Deontological Ethics
An ethical framework asserting that the morality of an action depends on whether it conforms to rules, duties, or obligations, independent of its consequences. Immanuel Kant's formulation requires that moral principles be universalizable and that individuals never be treated merely as means to an end.
Virtue Ethics
An ethical approach rooted in Aristotelian philosophy that emphasizes the development of good character traits, or virtues, as the foundation of moral life.
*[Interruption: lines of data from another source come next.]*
//! Configuration system for BudgetFit.
//!
//! Load a search session description - catalog, price interval, per-item
//! constraints - from TOML or YAML files without code changes.
//!
//! Prices and totals are exact decimals; write them as strings in the
//! configuration file so no binary floating point is involved at any point.
//!
//! # Examples
//!
//! Load configuration from a TOML string and build the session inputs:
//!
//! ```
//! use budgetfit_config::SearchConfig;
//!
//! let config = SearchConfig::from_toml_str(r#"
//!     [interval]
//!     min_total = "495"
//!     max_total = "500"
//!
//!     [[items]]
//!     name = "Jasmine tea 500ml x15"
//!     unit_price = "48.06"
//!
//!     [[items]]
//!     name = "Lemon tea 250ml x24"
//!     unit_price = "39.49"
//!
//!     [[constraints]]
//!     item = "Jasmine tea 500ml x15"
//!     min = 4
//!     max = 100
//! "#).unwrap();
//!
//! let setup = config.build().unwrap();
//! assert_eq!(setup.catalog.len(), 2);
//! assert!(setup.constraints.get(0).is_bounded());
//! ```
//!
//! Use default config when a file is missing:
//!
//! ```
//! use budgetfit_config::SearchConfig;
//!
//! let config = SearchConfig::load("search.toml").unwrap_or_default();
//! // Proceeds with an empty catalog if the file doesn't exist
//! ```

use std::path::Path;

use rust_decimal::Decimal;
use serde::{Deserialize, Serialize};
use thiserror::Error;

use budgetfit_core::{Catalog, ConstraintTable, Item, PriceInterval};


/// Configuration error
#[derive(Debug, Error)]
pub enum ConfigError {
    #[error("IO error: {0}")]
    Io(#[from] std::io::Error),

    #[error("TOML parse error: {0}")]
    Toml(#[from] toml::de::Error),

    #[error("YAML parse error: {0}")]
    Yaml(#[from] serde_yaml::Error),

    #[error("Invalid configuration: {0}")]
    Invalid(String),
}

/// Main search configuration.
#[derive(Debug, Clone, Default, Deserialize, Serialize)]
#[serde(rename_all = "snake_case")]
pub struct SearchConfig {
    /// Target total-cost interval.
    #[serde(default)]
    pub interval: Option<IntervalConfig>,

    /// Catalog items, in decision order.
    #[serde(default)]
    pub items: Vec<ItemConfig>,

    /// Per-item quantity constraints.
    #[serde(default)]
    pub constraints: Vec<ConstraintConfig>,

    /// Quantity cap for zero-priced unconstrained items.
    #[serde(default)]
    pub zero_price_cap: Option<u32>,
}

impl SearchConfig {
    /// Creates a new default configuration.
    pub fn new() -> Self {
        Self::default()
    }

    /// Loads configuration from a file, dispatching on its extension.
    ///
    /// `.yaml`/`.yml` files are parsed as YAML, everything else as TOML.
    ///
    /// # Errors
    ///
    /// Returns error if the file doesn't exist or contains invalid
    /// TOML/YAML.
    pub fn load(path: impl AsRef<Path>) -> Result<Self, ConfigError> {
        let path = path.as_ref();
        match path.extension().and_then(|ext| ext.to_str()) {
            Some("yaml") | Some("yml") => Self::from_yaml_file(path),
            _ => Self::from_toml_file(path),
        }
    }

    /// Loads configuration from a TOML file.
    pub fn from_toml_file(path: impl AsRef<Path>) -> Result<Self, ConfigError> {
        let contents = std::fs::read_to_string(path)?;
        Self::from_toml_str(&contents)
    }

    /// Parses configuration from a TOML string.
    pub fn from_toml_str(s: &str) -> Result<Self, ConfigError> {
        Ok(toml::from_str(s)?)
    }

    /// Loads configuration from a YAML file.
    pub fn from_yaml_file(path: impl AsRef<Path>) -> Result<Self, ConfigError> {
        let contents = std::fs::read_to_string(path)?;
        Self::from_yaml_str(&contents)
    }

    /// Parses configuration from a YAML string.
    pub fn from_yaml_str(s: &str) -> Result<Self, ConfigError> {
        Ok(serde_yaml::from_str(s)?)
    }

    /// Sets the target interval.
    pub fn with_interval(mut self, min_total: Decimal, max_total: Decimal) -> Self {
        self.interval = Some(IntervalConfig {
            min_total,
            max_total,
        });
        self
    }

    /// Appends a catalog item.
    pub fn with_item(mut self, name: impl Into<String>, unit_price: Decimal) -> Self {
        self.items.push(ItemConfig {
            name: name.into(),
            unit_price,
        });
        self
    }

    /// Appends a constraint on an item referenced by name or index.
    pub fn with_constraint(mut self, item: impl Into<ItemRef>, min: u32, max: u32) -> Self {
        self.constraints.push(ConstraintConfig {
            item: item.into(),
            min,
            max,
        });
        self
    }

    /// Sets the quantity cap for zero-priced unconstrained items.
    pub fn with_zero_price_cap(mut self, cap: u32) -> Self {
        self.zero_price_cap = Some(cap);
        self
    }

    /// Validates the configuration and builds the session inputs.
    ///
    /// # Errors
    ///
    /// Returns [`ConfigError::Invalid`] if the interval is missing or
    /// inverted, a constraint references an unknown item, or a constraint's
    /// `min` exceeds its `max`.
    pub fn build(&self) -> Result<SearchSetup, ConfigError> {
        let interval_config = self
            .interval
            .as_ref()
            .ok_or_else(|| ConfigError::Invalid("missing [interval] section".into()))?;
        let interval = PriceInterval::new(interval_config.min_total, interval_config.max_total)
            .map_err(|e| ConfigError::Invalid(e.to_string()))?;

        let items = self
            .items
            .iter()
            .map(|item| Item::new(item.name.clone(), item.unit_price))
            .collect();
        let catalog = Catalog::new(items).map_err(|e| ConfigError::Invalid(e.to_string()))?;

        let mut constraints = ConstraintTable::new(catalog.len());
        for constraint in &self.constraints {
            let index = constraint.item.resolve(&catalog)?;
            constraints
                .set(index, constraint.min, constraint.max)
                .map_err(|e| ConfigError::Invalid(e.to_string()))?;
        }

        Ok(SearchSetup {
            catalog,
            interval,
            constraints,
            zero_price_cap: self.zero_price_cap,
        })
    }
}

/// Target total-cost interval configuration.
#[derive(Debug, Clone, Deserialize, Serialize)]
#[serde(rename_all = "snake_case")]
pub struct IntervalConfig {
    /// Lower bound, inclusive.
    pub min_total: Decimal,
    /// Upper bound, inclusive.
    pub max_total: Decimal,
}

/// One catalog item.
#[derive(Debug, Clone, Deserialize, Serialize)]
#[serde(rename_all = "snake_case")]
pub struct ItemConfig {
    pub name: String,
    pub unit_price: Decimal,
}

/// One per-item constraint.
#[derive(Debug, Clone, Deserialize, Serialize)]
#[serde(rename_all = "snake_case")]
pub struct ConstraintConfig {
    /// The constrained item, by catalog index or by name.
    pub item: ItemRef,
    pub min: u32,
    pub max: u32,
}

/// Reference to a catalog item by position or by name.
#[derive(Debug, Clone, PartialEq, Eq, Deserialize, Serialize)]
#[serde(untagged)]
pub enum ItemRef {
    Index(usize),
    Name(String),
}

impl ItemRef {
    fn resolve(&self, catalog: &Catalog) -> Result<usize, ConfigError> {
        match self {
            ItemRef::Index(index) => {
                if *index < catalog.len() {
                    Ok(*index)
                } else {
                    Err(ConfigError::Invalid(format!(
                        "item index {} out of range for catalog of {} items",
                        index,
                        catalog.len()
                    )))
                }
            }
            ItemRef::Name(name) => catalog
                .index_of(name)
                .ok_or_else(|| ConfigError::Invalid(format!("unknown item: {name:?}"))),
        }
    }
}

impl From<usize> for ItemRef {
    fn from(index: usize) -> Self {
        ItemRef::Index(index)
    }
}

impl From<&str> for ItemRef {
    fn from(name: &str) -> Self {
        ItemRef::Name(name.to_string())
    }
}

impl From<String> for ItemRef {
    fn from(name: String) -> Self {
        ItemRef::Name(name)
    }
}

/// Validated session inputs produced by [`SearchConfig::build`].
#[derive(Debug, Clone)]
pub struct SearchSetup {
    pub catalog: Catalog,
    pub interval: PriceInterval,
    pub constraints: ConstraintTable,
    pub zero_price_cap: Option<u32>,
}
Rather than prescribing specific rules, virtue ethics asks what a virtuous person would do and focuses on habits, dispositions, and the pursuit of eudaimonia (human flourishing).
Categorical Imperative
Immanuel Kant's foundational moral principle, which demands that one act only according to maxims that could be willed as universal laws. It also requires treating every person as an end in themselves and never merely as a means, thereby grounding morality in respect for rational autonomy.
Moral Relativism
The view that moral judgments are not universally valid but are relative to cultural, societal, or individual frameworks. Descriptive moral relativism observes that different cultures hold different moral beliefs, while normative moral relativism claims that no single moral framework is objectively superior to another.
Social Contract Theory
An ethical and political theory proposing that moral and political rules are justified because rational individuals would agree to them for mutual benefit. Key thinkers include Thomas Hobbes, John Locke, and Jean-Jacques Rousseau, each offering different accounts of the hypothetical contract and its implications.
Ethical Egoism
The normative theory that individuals ought to act in their own self-interest. Unlike psychological egoism, which claims people always do act self-interestedly, ethical egoism prescribes self-interest as the proper basis for moral action. Critics argue it fails to account for obligations to others.
The Trolley Problem
A famous thought experiment in moral philosophy that presents a dilemma between actively causing harm to one person to save several others versus allowing harm to occur through inaction. It illuminates tensions between utilitarian and deontological reasoning and has become central to debates in applied ethics, including autonomous vehicle programming.
Bioethics
A branch of applied ethics that examines moral issues arising from advances in biology, medicine, and healthcare. Bioethics addresses questions such as the permissibility of euthanasia, the ethics of genetic modification, informed consent in medical research, and equitable distribution of healthcare resources.
Ethical Pluralism
The position that there are multiple, irreducible moral values or principles that can legitimately conflict, and that no single ethical theory captures the full complexity of moral life. Ethical pluralists argue that practical wisdom is needed to navigate trade-offs among competing moral demands.